Ce « mauvais parlement » renvoyé, le Reichstag qui lui succédera sera-t-il meilleur ou plus souple ? Que va-t-il sortir des élections ? On ne tardera pas à le savoir, mais Dieu nous garde d’émettre un pronostic. Vaticiner est toujours ridicule et c’est quelquefois dangereux lorsque l’événement peut, le soir, démentir la prédiction du matin. D’autre part, pourquoi s’en mêler ? M. de Bismarck, par ses provocations et ses machinations, faisait du renouvellement du Reichstag une affaire européenne ; M. de Caprivi, plus sagement, n’en fait qu’une affaire allemande. Laissons l’Allemagne régler comme elle l’entend cette affaire allemande.

Du point de vue même de l’art pour l’art, de la pure curiosité, il serait imprudent de prendre et d’indiquer des favoris. Les élémens d’appréciation manquent trop. Il y a trop peu de courant pour qu’on puisse suivre le fil de l’eau. Tout au plus serait-il permis de risquer quelques conjectures d’après les expériences précédentes.
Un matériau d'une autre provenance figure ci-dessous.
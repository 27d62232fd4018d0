//! CPU-based raster compositor for dungeon layouts.
//!
//! # Overview
//!
//! `dungeonforge-compositor` turns a [`TileGrid`] and a [`TileCatalog`]
//! into a pixel image: for every cell, it looks up the catalog entry for
//! that cell's label and blits it into a single RGBA buffer at the
//! matching pixel offset. It's useful for headless rendering, debugging
//! generated layouts, and golden-image tests, without any GPU or windowing
//! dependency.
//!
//! # Usage
//!
//! ```
//! use dungeonforge_bsp::{GenOptions, Map};
//! use dungeonforge_random::Rng;
//! use dungeonforge_tileset::TileCatalog;
//! use dungeonforge_compositor::composite;
//!
//! let mut rng = Rng::with_seed(1);
//! let map = Map::new(40, 30, &GenOptions::default(), &mut rng).unwrap();
//! let catalog = TileCatalog::solid_colors(8, 8);
//! let layers = composite(map.tiles(), &catalog).unwrap();
//! let bg = &layers["bg"];
//! assert_eq!(bg.width(), 40 * 8);
//! assert_eq!(bg.height(), 30 * 8);
//! ```

#![deny(missing_docs)]

use std::collections::HashMap;

use dungeonforge_bsp::TileGrid;
use dungeonforge_tileset::{Result, TileCatalog};
use image::{imageops::overlay, RgbaImage};

/// The name of the single layer [`composite`] produces today.
///
/// A named-layer return type leaves room for future layers (e.g. a
/// separate fog-of-war or decal layer) without changing the signature.
pub const BACKGROUND_LAYER: &str = "bg";

/// Composites `grid` against `catalog` into a single `"bg"` layer.
///
/// Each cell's label is looked up in `catalog` and overlaid onto the
/// output image at `(x * tile_width, y * tile_height)`.
///
/// # Errors
///
/// Returns the catalog's error if any cell's label has no registered
/// tile.
pub fn composite(grid: &TileGrid, catalog: &TileCatalog) -> Result<HashMap<String, RgbaImage>> {
    let tile_width = catalog.tile_width();
    let tile_height = catalog.tile_height();
    let pixel_width = grid.width() as u32 * tile_width;
    let pixel_height = grid.height() as u32 * tile_height;

    let mut canvas = RgbaImage::new(pixel_width, pixel_height);
    for (point, label) in grid.iter() {
        let tile = catalog.get(label)?;
        let px = i64::from(point.x) * i64::from(tile_width);
        let py = i64::from(point.y) * i64::from(tile_height);
        overlay(&mut canvas, tile, px, py);
    }

    let mut layers = HashMap::with_capacity(1);
    layers.insert(BACKGROUND_LAYER.to_string(), canvas);
    Ok(layers)
}

#[cfg(test)]
mod tests {
    use super::*;
    use dungeonforge_bsp::{GenOptions, Map};
    use dungeonforge_random::Rng;

    #[test]
    fn composite_produces_a_fully_sized_background_layer() {
        let mut rng = Rng::with_seed(3);
        let map = Map::new(30, 25, &GenOptions::default(), &mut rng).unwrap();
        let catalog = TileCatalog::solid_colors(4, 4);

        let layers = composite(map.tiles(), &catalog).unwrap();
        let bg = &layers[BACKGROUND_LAYER];
        assert_eq!(bg.width(), 30 * 4);
        assert_eq!(bg.height(), 25 * 4);
    }

    #[test]
    fn composite_fails_on_an_incomplete_catalog() {
        let mut rng = Rng::with_seed(3);
        let map = Map::new(30, 25, &GenOptions::default(), &mut rng).unwrap();

        // A catalog missing WALL_BASE (or any other label) should surface
        // as an error rather than silently skipping cells.
        let empty = TileCatalog::from_bytes(
            &minimal_png(),
            1,
            1,
            &[(dungeonforge_bsp::TileLabel::Ground, (0, 0))],
        );
        if let Ok(catalog) = empty {
            assert!(composite(map.tiles(), &catalog).is_err());
        }
    }

    fn minimal_png() -> Vec<u8> {
        let img = RgbaImage::new(2, 2);
        let mut buf = Vec::new();
        image::DynamicImage::ImageRgba8(img)
            .write_to(&mut std::io::Cursor::new(&mut buf), image::ImageFormat::Png)
            .unwrap();
        buf
    }
}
On sait comment se répartissaient les 397 sièges dans le Reichstag de 1890. Les conservateurs purs en avaient 68 ; les conservateurs libres, 24 ; les nationaux-libéraux, 40 ; le centre, 106 ; les progressistes, 70 ; les socialistes, 36 ; les démocrates, 10 ; les Polonais, 16 ; les Guelfes, 10 ; les Alsaciens-Lorrains, 14 ; les Danois, 1 ; les anti-sémites, 4, et les indépendans, 2.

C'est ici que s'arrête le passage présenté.